Roma, 11 lug. (askanews) – Le aziende cinesi gestiscono, finanziano o detengono partecipazioni in circa un terzo dei porti africani e Pechino controlla sempre più anche software, automazione e strumenti di intelligenza artificiale che fanno funzionare queste infrastrutture.
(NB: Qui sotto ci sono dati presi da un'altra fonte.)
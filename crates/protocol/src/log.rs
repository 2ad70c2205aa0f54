//! Per-session log entries shown to observers.

use std::fmt;

use chrono::{DateTime, Utc};
use serde::{Deserialize, Serialize};

/// Category of a session log line.
#[derive(Debug, Clone, Copy, Default, PartialEq, Eq, Hash, Serialize, Deserialize)]
#[serde(rename_all = "lowercase")]
pub enum LogCategory {
	#[default]
	Info,
	Warning,
	Error,
	/// Something the operator must act on (e.g. an auth prompt).
	Action,
	/// Inbound chat or server messages.
	Chat,
	/// Outbound chat sent by the bot.
	Output,
}

impl fmt::Display for LogCategory {
	fn fmt(&self, f: &mut fmt::Formatter<'_>) -> fmt::Result {
		let label = match self {
			LogCategory::Info => "info",
			LogCategory::Warning => "warning",
			LogCategory::Error => "error",
			LogCategory::Action => "action",
			LogCategory::Chat => "chat",
			LogCategory::Output => "output",
		};
		f.write_str(label)
	}
}

#[derive(Debug, Clone, PartialEq, Eq, Serialize, Deserialize)]
#[serde(rename_all = "camelCase")]
pub struct LogEntry {
	pub timestamp: DateTime<Utc>,
	pub message: String,
	#[serde(default, rename = "type", alias = "category")]
	pub category: LogCategory,
}

impl LogEntry {
	/// Creates an entry stamped with the current time.
	pub fn now(message: impl Into<String>, category: LogCategory) -> Self {
		Self {
			timestamp: Utc::now(),
			message: message.into(),
			category,
		}
	}
}

impl fmt::Display for LogEntry {
	fn fmt(&self, f: &mut fmt::Formatter<'_>) -> fmt::Result {
		write!(
			f,
			"[{}] {:<7} {}",
			self.timestamp.format("%H:%M:%S"),
			self.category,
			self.message
		)
	}
}
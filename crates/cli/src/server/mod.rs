//! HTTP control server: JSON routes over the fleet plus a websocket feed.

mod response;
mod routes;
mod ws;

use std::path::Path;
use std::sync::Arc;

use afk_runtime::{Fleet, JsonFileStore, SimulatedClient};
use anyhow::{Context, Result};
use axum::Router;
use axum::routing::{get, post};
use tokio::net::TcpListener;
use tracing::info;

pub use response::{ApiError, Reply};

use crate::config::ServeConfig;

#[derive(Clone)]
pub struct AppState {
	pub fleet: Arc<Fleet>,
}

pub fn router(state: AppState) -> Router {
	Router::new()
		.route("/api/bots", get(routes::list_bots).post(routes::create_bot))
		.route(
			"/api/bots/{id}",
			get(routes::get_bot).patch(routes::update_bot).delete(routes::delete_bot),
		)
		.route("/api/bots/{id}/start", post(routes::start_bot))
		.route("/api/bots/{id}/stop", post(routes::stop_bot))
		.route("/api/bots/{id}/restart", post(routes::restart_bot))
		.route("/api/bots/{id}/afk", post(routes::set_idle))
		.route("/api/bots/{id}/chat", post(routes::chat))
		.route("/api/bots/{id}/logs", get(routes::get_logs).delete(routes::clear_logs))
		.route("/api/bots/{id}/server", post(routes::assign_server))
		.route("/api/bots/{id}/owner", post(routes::assign_owner))
		.route("/api/summary", get(routes::summary))
		.route("/api/settings", get(routes::get_settings).patch(routes::update_settings))
		.route("/api/servers", get(routes::list_servers).post(routes::create_server))
		.route(
			"/api/servers/{id}",
			axum::routing::patch(routes::update_server).delete(routes::delete_server),
		)
		.route("/ws", get(ws::upgrade))
		.with_state(state)
}

/// Runs the control server until SIGINT/SIGTERM, then stops every bot.
pub async fn run(data_dir: &Path, config: ServeConfig) -> Result<()> {
	let store = Arc::new(JsonFileStore::new(data_dir));
	let client = Arc::new(SimulatedClient::default());
	let fleet = Arc::new(Fleet::new(client, store, config.fleet_options()));
	let count = fleet
		.bootstrap()
		.with_context(|| format!("Failed to load bots from {}", data_dir.display()))?;

	let shutdown = Shutdown::install()?;
	let listener = TcpListener::bind(&config.bind)
		.await
		.with_context(|| format!("Failed to bind control server to {}", config.bind))?;
	let addr = listener.local_addr().context("Failed to read bound address")?;
	info!(target = "afk.server", %addr, bots = count, data_dir = %data_dir.display(), "control server listening");

	let app = router(AppState { fleet: fleet.clone() });
	let served = axum::serve(listener, app.into_make_service())
		.with_graceful_shutdown(shutdown.wait())
		.await
		.context("Control server error");

	fleet.shutdown();
	info!(target = "afk.server", "control server stopped");
	served
}

/// Termination signals, installed before the server starts accepting.
struct Shutdown {
	#[cfg(unix)]
	sigterm: tokio::signal::unix::Signal,
	#[cfg(unix)]
	sigint: tokio::signal::unix::Signal,
}

impl Shutdown {
	#[cfg(unix)]
	fn install() -> Result<Self> {
		use tokio::signal::unix::{SignalKind, signal};

		let sigterm = signal(SignalKind::terminate()).context("Failed to install SIGTERM handler")?;
		let sigint = signal(SignalKind::interrupt()).context("Failed to install SIGINT handler")?;
		Ok(Self { sigterm, sigint })
	}

	#[cfg(not(unix))]
	fn install() -> Result<Self> {
		Ok(Self {})
	}

	#[cfg(unix)]
	async fn wait(mut self) {
		tokio::select! {
			_ = self.sigterm.recv() => {
				info!(target = "afk.server", "received SIGTERM, shutting down");
			}
			_ = self.sigint.recv() => {
				info!(target = "afk.server", "received SIGINT, shutting down");
			}
		}
	}

	#[cfg(not(unix))]
	async fn wait(self) {
		if tokio::signal::ctrl_c().await.is_ok() {
			info!(target = "afk.server", "received Ctrl+C, shutting down");
		}
	}
}

#[cfg(test)]
mod tests;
E’ quanto emerge da uno studio dell’Africa Center for Strategic Studies, secondo cui l’influenza marittima cinese nel continente va ormai ben oltre le banchine, a quanto riporta il South China Morning Post.
Il rapporto, pubblicato il mese scorso, sostiene che Pechino finanzia e gestisce anche reti stradali, ferroviarie e logistiche collegate ai porti e ad altri progetti marittimi africani, intrecciando sempre più il commercio del continente con i sistemi commerciali cinesi.
Secondo lo studio, la Cina ha creato corridoi di trasporto che collegano cluster portuali africani a hub cinesi come Qingdao e Yantai, nella provincia dello Shandong. Si tratta di un’integrazione crescente dell’Africa in reti marittime centrate sulla Cina.
L’influenza cinese riguarda rotte chiave come il Golfo di Aden, il Golfo di Guinea e il Capo di Buona Speranza, corridoi vitali per le importazioni energetiche e il commercio via mare di Pechino, lungo i quali transitano complessivamente merci per circa 350 miliardi di dollari l’anno.